This section will be periodically expanded and updated to incorporate more historical information on Sutton and suggested links to illustrations and other relevant sites.
In the Paleolithic period (40,000-7,500BC) the inhabitants of what
was to become Sutton were itinerant hunters, following the wolves, bear,
bison, sabre-tooth tigers and even the odd hippopotamus who might be killed
Towards the later part of this period bows, arrows and harpoons became the weapons of choice. About 10,000 years ago, the ice age began the modern processes of crushing and pressing down the softer soils of the region. At the start of the process it is believed by geologists that the fenland was thirty feet (ten metres) higher than it is today.
During the Neolithic Period (app 3,000-1,800BC) agriculture was becoming common. The crops best suited to the area were reeds, flax, cannabis (as a fibre crop for ropes and textiles and medicine), peat (for fuel), wheat, barley and poppies (for medicinal use).
There was also much to be said for fishing, wildfowling, and keeping pigs and sheep. Avoiding starvation in the winter, for a start.
This latter encouraged staying in one place long enough to pen animals, and in the Bronze Age (app 2,000-650BC) settlements were beginning to form and we can expect to find the early traces of a community in any remains. At this time dugout canoes were being used in the area to cross the water barriers between areas of dry land.
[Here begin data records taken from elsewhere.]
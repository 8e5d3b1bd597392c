use thiserror::Error;

/// Errors originating from the core module.
#[derive(Error, Debug)]
pub enum CoreError {
    /// Invalid configuration value or structure.
    #[error("Invalid configuration: {0}")]
    Config(String),

    /// Referenced file does not exist.
    #[error("File not found: {path}")]
    FileNotFound {
        /// Path that was not found.
        path: String,
    },

    /// A manifest lacks one of the configured columns.
    #[error("Column '{column}' missing from manifest {path}")]
    MissingColumn {
        /// Manifest path.
        path: String,
        /// Column name looked up.
        column: String,
    },

    /// A manifest has a header but no rows.
    #[error("Manifest has no rows: {path}")]
    EmptyManifest {
        /// Manifest path.
        path: String,
    },

    /// Feature buffer length does not match its declared shape.
    #[error("Invalid dimensions: {bins}×{frames} does not hold {len} values")]
    InvalidDimensions {
        /// Frequency bins.
        bins: usize,
        /// Time frames.
        frames: usize,
        /// Actual buffer length.
        len: usize,
    },
}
The Iron Age dates from about 650-43AD, and at this time the increased growing of grain was requiring buildings sound enough to provide long-term storage through the winter. Building structures of the time were often square or rectangular in form but formal gardens and crazy paving paths are still far in the future!
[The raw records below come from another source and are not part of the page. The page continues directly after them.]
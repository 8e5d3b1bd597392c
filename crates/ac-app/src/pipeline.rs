use std::path::PathBuf;
use std::sync::Arc;

use ac_audio::{Normalizer, SpectralTransform};
use ac_core::annotations::{count_classes, read_annotations};
use ac_core::config::{Config, LoaderOptions};
use ac_core::{ComputeDevice, CoreError, LabelIndex, Manifest};
use ac_model::device::{CpuBackend, GpuBackend, cpu_device, gpu_device};
use ac_model::{AudioCnnConfig, init_model, save_checkpoint};
use ac_train::{AudioDataset, BatchLoader, EpochReport, Trainer};
use anyhow::{Context, Result, bail};
use burn::tensor::backend::AutodiffBackend;

/// What a finished run produced.
#[derive(Debug)]
pub struct RunOutcome {
    pub checkpoint: PathBuf,
    pub num_classes: usize,
    pub reports: Vec<EpochReport>,
}

/// Train on the backend matching `device`.
///
/// # Errors
/// See [`run`].
pub fn run_on_device(config: &Config, device: ComputeDevice) -> Result<RunOutcome> {
    match device {
        ComputeDevice::Cpu => run::<CpuBackend>(config, cpu_device()),
        ComputeDevice::Gpu => run::<GpuBackend>(config, gpu_device()),
    }
}

/// Full training run: manifests, transform, model, loaders, epochs, checkpoint.
///
/// Everything that depends only on the configuration (transform, model) is
/// built before the first audio file is opened.
///
/// # Errors
/// Fails fast on the first configuration, manifest, sample, or checkpoint error.
pub fn run<B: AutodiffBackend>(config: &Config, device: B::Device) -> Result<RunOutcome> {
    let runtime = &config.runtime;
    let dataset = &config.dataset;

    let annotations = read_annotations(&dataset.annotations)?;
    if annotations.train.is_empty() {
        return Err(CoreError::EmptyManifest {
            path: annotations.train.source.display().to_string(),
        }
        .into());
    }
    let num_classes = count_classes(&annotations);
    let labels = Arc::new(LabelIndex::from_annotations(&annotations));
    log::info!(
        "{num_classes} classes over {} train / {} test rows",
        annotations.train.len(),
        annotations.test.len()
    );
    log::debug!("Class order: {:?}", labels.labels());

    let normalizer = Normalizer::from_config(&dataset.normalize);
    let transform = Arc::new(
        SpectralTransform::from_config(&runtime.transform, normalizer.sample_rate())
            .context("Building runtime.transform")?,
    );
    let shape = transform.output_shape(normalizer.target_len());
    log::info!("Feature shape {shape} from {} samples", normalizer.target_len());

    if let Some(seed) = runtime.seed {
        B::seed(&device, seed);
    }
    let model = init_model::<B>(
        &runtime.model.name,
        &AudioCnnConfig::new(num_classes, shape),
        &device,
    )?;

    let make_dataset = |manifest: Manifest| {
        AudioDataset::new(
            dataset.folder_path.clone(),
            manifest,
            Arc::clone(&labels),
            normalizer.clone(),
            Arc::clone(&transform),
        )
    };

    let train_loader = BatchLoader::new(
        make_dataset(annotations.train),
        runtime.loader.clone(),
        runtime.seed,
    )?;
    if train_loader.num_batches() == 0 {
        bail!(
            "Training set yields no batch (batch_size {} with drop_last)",
            runtime.loader.batch_size
        );
    }

    let eval_loader = if runtime.evaluate {
        if annotations.test.is_empty() {
            return Err(CoreError::EmptyManifest {
                path: annotations.test.source.display().to_string(),
            }
            .into());
        }
        let options = LoaderOptions {
            shuffle: false,
            drop_last: false,
            ..runtime.loader.clone()
        };
        Some(BatchLoader::new(make_dataset(annotations.test), options, runtime.seed)?)
    } else {
        None
    };

    let trainer = Trainer::new(model, runtime.learning_rate, device);
    let (model, reports) = trainer.train_all_epochs(
        &train_loader,
        runtime.epochs,
        eval_loader.as_ref(),
        |report| println!("{report}"),
    )?;
    println!("Finished training");

    let checkpoint = save_checkpoint(&model, &runtime.checkpoint)?;
    Ok(RunOutcome {
        checkpoint,
        num_classes,
        reports,
    })
}

#[cfg(test)]
mod tests {
    use std::fmt::Write as _;
    use std::path::Path;

    use super::*;
    use ac_core::config::parse_config;
    use ac_model::ModelError;

    fn write_tone(path: &Path, freq: f32, len: usize) {
        let spec = hound::WavSpec {
            channels: 1,
            sample_rate: 8000,
            bits_per_sample: 16,
            sample_format: hound::SampleFormat::Int,
        };
        let mut writer = hound::WavWriter::create(path, spec).unwrap();
        for i in 0..len {
            let v = (2.0 * std::f32::consts::PI * freq * i as f32 / 8000.0).sin();
            writer.write_sample((v * 10000.0) as i16).unwrap();
        }
        writer.finalize().unwrap();
    }

    /// Four clips per split, two low tones labelled 0 and two high tones labelled 1.
    fn fixture(root: &Path, model: &str, evaluate: bool) -> Config {
        let audio = root.join("audio");
        std::fs::create_dir_all(&audio).unwrap();
        for split in ["train", "test"] {
            let mut csv = String::from("file,class\n");
            for (i, (freq, label)) in [(200.0, 0), (250.0, 0), (1500.0, 1), (1800.0, 1)]
                .into_iter()
                .enumerate()
            {
                let name = format!("{split}_{i}.wav");
                write_tone(&audio.join(&name), freq, 6000);
                writeln!(csv, "{name},{label}").unwrap();
            }
            std::fs::write(root.join(format!("{split}.csv")), csv).unwrap();
        }

        let yaml = format!(
            r"
runtime:
  device: cpu
  seed: 5
  epochs: 2
  learning_rate: 0.001
  evaluate: {evaluate}
  checkpoint: {checkpoint}
  loader: {{ batch_size: 2, shuffle: true, num_workers: 2 }}
  transform:
    name: mel
    params: {{ n_fft: 256, n_mels: 32 }}
  model: {{ name: {model} }}
dataset:
  folder_path: {audio}
  annotations:
    train_csv: {train}
    test_csv: {test}
    input: file
    target: class
  normalize: {{ sample_rate: 8000, duration: 1 }}
",
            checkpoint = root.join("model/audio.mpk").display(),
            audio = audio.display(),
            train = root.join("train.csv").display(),
            test = root.join("test.csv").display(),
        );
        parse_config(&yaml).unwrap()
    }

    #[test]
    fn trains_and_writes_checkpoint() {
        let dir = tempfile::tempdir().unwrap();
        let config = fixture(dir.path(), "custom", true);
        let outcome = run_on_device(&config, ComputeDevice::Cpu).unwrap();

        assert_eq!(outcome.num_classes, 2);
        assert_eq!(outcome.reports.len(), 2);
        assert!(outcome.reports.iter().all(|r| r.eval.is_some()));
        assert_eq!(outcome.checkpoint, dir.path().join("model/audio.mpk"));
        assert!(outcome.checkpoint.exists());
    }

    #[test]
    fn unknown_model_fails_before_any_batch() {
        let dir = tempfile::tempdir().unwrap();
        let mut config = fixture(dir.path(), "unsupported", false);
        // Point at a folder with no audio: loading a batch would fail differently.
        config.dataset.folder_path = dir.path().join("missing");
        let err = run_on_device(&config, ComputeDevice::Cpu).unwrap_err();
        assert!(matches!(
            err.downcast_ref::<ModelError>(),
            Some(ModelError::NotFound(name)) if name == "unsupported"
        ));
        assert!(!dir.path().join("model/audio.mpk").exists());
    }

    #[test]
    fn unknown_transform_is_reported() {
        let dir = tempfile::tempdir().unwrap();
        let mut config = fixture(dir.path(), "custom", false);
        config.runtime.transform.name = "cqt".into();
        let err = run_on_device(&config, ComputeDevice::Cpu).unwrap_err();
        assert!(format!("{err:#}").contains("Transform not found: cqt"));
    }

    #[test]
    fn empty_training_manifest_is_rejected() {
        let dir = tempfile::tempdir().unwrap();
        let config = fixture(dir.path(), "custom", false);
        std::fs::write(dir.path().join("train.csv"), "file,class\n").unwrap();
        let err = run_on_device(&config, ComputeDevice::Cpu).unwrap_err();
        assert!(matches!(
            err.downcast_ref::<CoreError>(),
            Some(CoreError::EmptyManifest { .. })
        ));
    }
}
There are some surviving examples of prehistoric and Roman settlements in the Cambridge Museum or Archeology. A square pewter disc with an ornamental border, also five circular pewter dishes and a pewter tazza. This is an ornamental bowl or vase in the form of an 8-pointed star marked with a peacock and the Christian symbol "XP" (being the beginning of the Greek word "Christos"). It has been estimated as dating from the fourth or fifth century AD.
In 673AD Etheldreda, also known as Audrey, founded the manor which encompassed the area which is now called Sutton. She was the daughter of Anna of the East Angles, and her marriage to Tonbert was to form an alliance with the Southern Gyrvii (or Gyrwe) who lived along the fen margins in the Angles' neighbouring territory including, possibly, Sutton if it was not then already in East Anglian hands. These were tribal times and populations moved, and borders changed, to follow and control the sources of food.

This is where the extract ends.